The diffusers -- tank-like vessels that held the pressurized gas against the barrier membranes -- presented their own crisis. Building them from solid nickel would have consumed the nation's entire wartime supply of the metal. Groves handed the contract to Chrysler. Company president K.T. Keller assigned Carl Heussner, an electroplating specialist, the challenge of nickel-plating diffusers that were far larger than anything previously electroplated. Heussner discovered it could work, but only if every step of pickling and scaling was performed without any contact with oxygen. Chrysler converted its entire Lynch Road factory in Detroit to the task. The electroplating process used one-thousandth the nickel of a solid vessel. By war's end, Chrysler had manufactured and shipped more than 3,500 diffusers. Meanwhile, the K-25 plant received its own dedicated power station on the Clinch River, connected to the main building by an underground conduit to prevent sabotage. There was one act of sabotage anyway: someone drove a nail through the electric cable. The culprit was never found but was judged more likely a disgruntled employee than an Axis spy.

Production at K-25 began in February 1945. The first shipments of slightly enriched product went to the Y-12 calutrons in March. By June the plant was producing material enriched to 7 percent; by September, 23 percent. The enriched uranium fed into the Little Boy bomb that devastated Hiroshima. After the war, the cascade was reconfigured to produce ever-higher enrichments. On November 28, 1946, K-25 began producing 94 percent product -- weapons grade. An unexpected flaw emerged: gaseous diffusion also concentrated the unwanted uranium-234 isotope, making it difficult to push enrichment past 93.7 percent. Los Alamos accepted that as good enough, and Y-12's enrichment operations were shut down in December 1946. Four additional diffusion buildings -- K-27, K-29, K-31, and K-33 -- were added in the postwar years. In 1964, President Lyndon Johnson ordered a 25 percent cut in enriched uranium production, and K-25 ceased weapons work. Gaseous diffusion on the site ended entirely on August 27, 1985, replaced by the far more efficient gas centrifuge technology.

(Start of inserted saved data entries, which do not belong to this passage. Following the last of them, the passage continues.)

//! Cancellation contexts.
//!
//! A [`Context`] carries:
//! - a done-signal that resolves once the context is canceled or its deadline passes
//! - the [`ContextError`] that caused it
//! - an optional deadline
//! - a chain of caller-attached values, keyed by type
//!
//! Contexts are derived from a parent and share its lifecycle: when the parent
//! is done, so is every descendant. [`detach`] is the exception. It keeps the
//! parent's values reachable but gives the new context a lifecycle of its own.
//!
//! ```rust,no_run
//! use std::time::Duration;
//! use detached_context::context::{self, ContextExt};
//! use detached_context::TraceId;
//!
//! # async fn example() {
//! let root = context::with_value(&context::background(), TraceId::new());
//! let (scope, _guard) = context::with_timeout(&root, Duration::from_secs(2));
//!
//! // Survives `scope` timing out, still knows the trace id.
//! let (work, _work_guard) =
//!     context::with_timeout(&context::detach(&scope), Duration::from_secs(30));
//! assert!(work.value_of::<TraceId>().is_some());
//! # }
//! ```

mod cancel;
mod detached;
mod value;

use std::any::{Any, TypeId};
use std::fmt;
use std::sync::{Arc, LazyLock};
use std::time::Duration;

use futures::FutureExt;
use futures::future::BoxFuture;
use tokio::time::Instant;

pub use cancel::{CancelContext, CancelGuard, with_cancel, with_deadline, with_timeout};
pub use detached::{DetachedContext, detach};
pub use value::{ValueContext, with_value};

use crate::error::ContextError;

/// Shared handle to any context.
pub type ContextRef = Arc<dyn Context>;

/// A value stored in a context's association chain.
pub type AnyValue = Arc<dyn Any + Send + Sync>;

/// Cancellation, deadline, and value lookup for one operation scope.
///
/// Implementations are immutable apart from the one-time transition to done,
/// and safe to share across any number of concurrent observers.
pub trait Context: fmt::Debug + Send + Sync {
    /// The instant after which this context is done, if any.
    fn deadline(&self) -> Option<Instant>;

    /// Resolves once this context is done. Each call returns a fresh future;
    /// all of them resolve.
    fn done(&self) -> BoxFuture<'_, ()>;

    /// `None` while the context is live, then the cause. Never changes once set.
    fn err(&self) -> Option<ContextError>;

    /// The instant this context became done, `None` while it is live.
    ///
    /// For an expired deadline this is the deadline itself, not the moment
    /// the expiry was first observed.
    fn done_at(&self) -> Option<Instant>;

    /// Looks up the value stored under `key`, walking up the chain.
    fn value(&self, key: TypeId) -> Option<AnyValue>;
}

/// Typed helpers available on every [`Context`].
pub trait ContextExt: Context {
    /// Looks up the value of type `T` attached to this context or an ancestor.
    fn value_of<T: Any + Send + Sync>(&self) -> Option<Arc<T>> {
        self.value(TypeId::of::<T>())?.downcast::<T>().ok()
    }

    fn is_done(&self) -> bool {
        self.err().is_some()
    }

    /// Time left until the deadline, saturating at zero.
    fn remaining(&self) -> Option<Duration> {
        self.deadline()
            .map(|deadline| deadline.saturating_duration_since(Instant::now()))
    }
}

impl<C: Context + ?Sized> ContextExt for C {}

impl<C: Context + ?Sized> Context for Arc<C> {
    fn deadline(&self) -> Option<Instant> {
        (**self).deadline()
    }

    fn done(&self) -> BoxFuture<'_, ()> {
        (**self).done()
    }

    fn err(&self) -> Option<ContextError> {
        (**self).err()
    }

    fn done_at(&self) -> Option<Instant> {
        (**self).done_at()
    }

    fn value(&self, key: TypeId) -> Option<AnyValue> {
        (**self).value(key)
    }
}

/// Root of every context tree: never done, no deadline, no values.
#[derive(Debug, Clone, Copy, Default)]
pub struct Background;

impl Context for Background {
    fn deadline(&self) -> Option<Instant> {
        None
    }

    fn done(&self) -> BoxFuture<'_, ()> {
        futures::future::pending().boxed()
    }

    fn err(&self) -> Option<ContextError> {
        None
    }

    fn done_at(&self) -> Option<Instant> {
        None
    }

    fn value(&self, _key: TypeId) -> Option<AnyValue> {
        None
    }
}

static BACKGROUND: LazyLock<ContextRef> = LazyLock::new(|| Arc::new(Background));

/// The shared root context.
pub fn background() -> ContextRef {
    Arc::clone(&BACKGROUND)
}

Demolition of the K-25 complex was a project nearly as massive as its construction. Bechtel Jacobs received a $1.48 billion contract in 2008 to dismantle the main building. K-29 came down in 2006. K-33 followed in 2011. K-31 was demolished between 2014 and 2015. The original K-25 building was gone by March 2014. The last of the five plants, K-27, fell on August 30, 2016, when U.S. Senator Lamar Alexander and Congressman Chuck Fleischmann joined 1,500 workers to watch the final wall come down. The demolition was completed in February 2017. Today the site, renamed the East Tennessee Technology Park, is being redeveloped. A general aviation airport is planned to serve Oak Ridge. Small private nuclear facilities are in development. And the K-25 History Center, a 7,500-square-foot museum that opened on February 27, 2020, preserves hundreds of original artifacts from the plant -- a memorial to a building that was once the largest in the world and the most secret, where 25,000 people built something they could not name.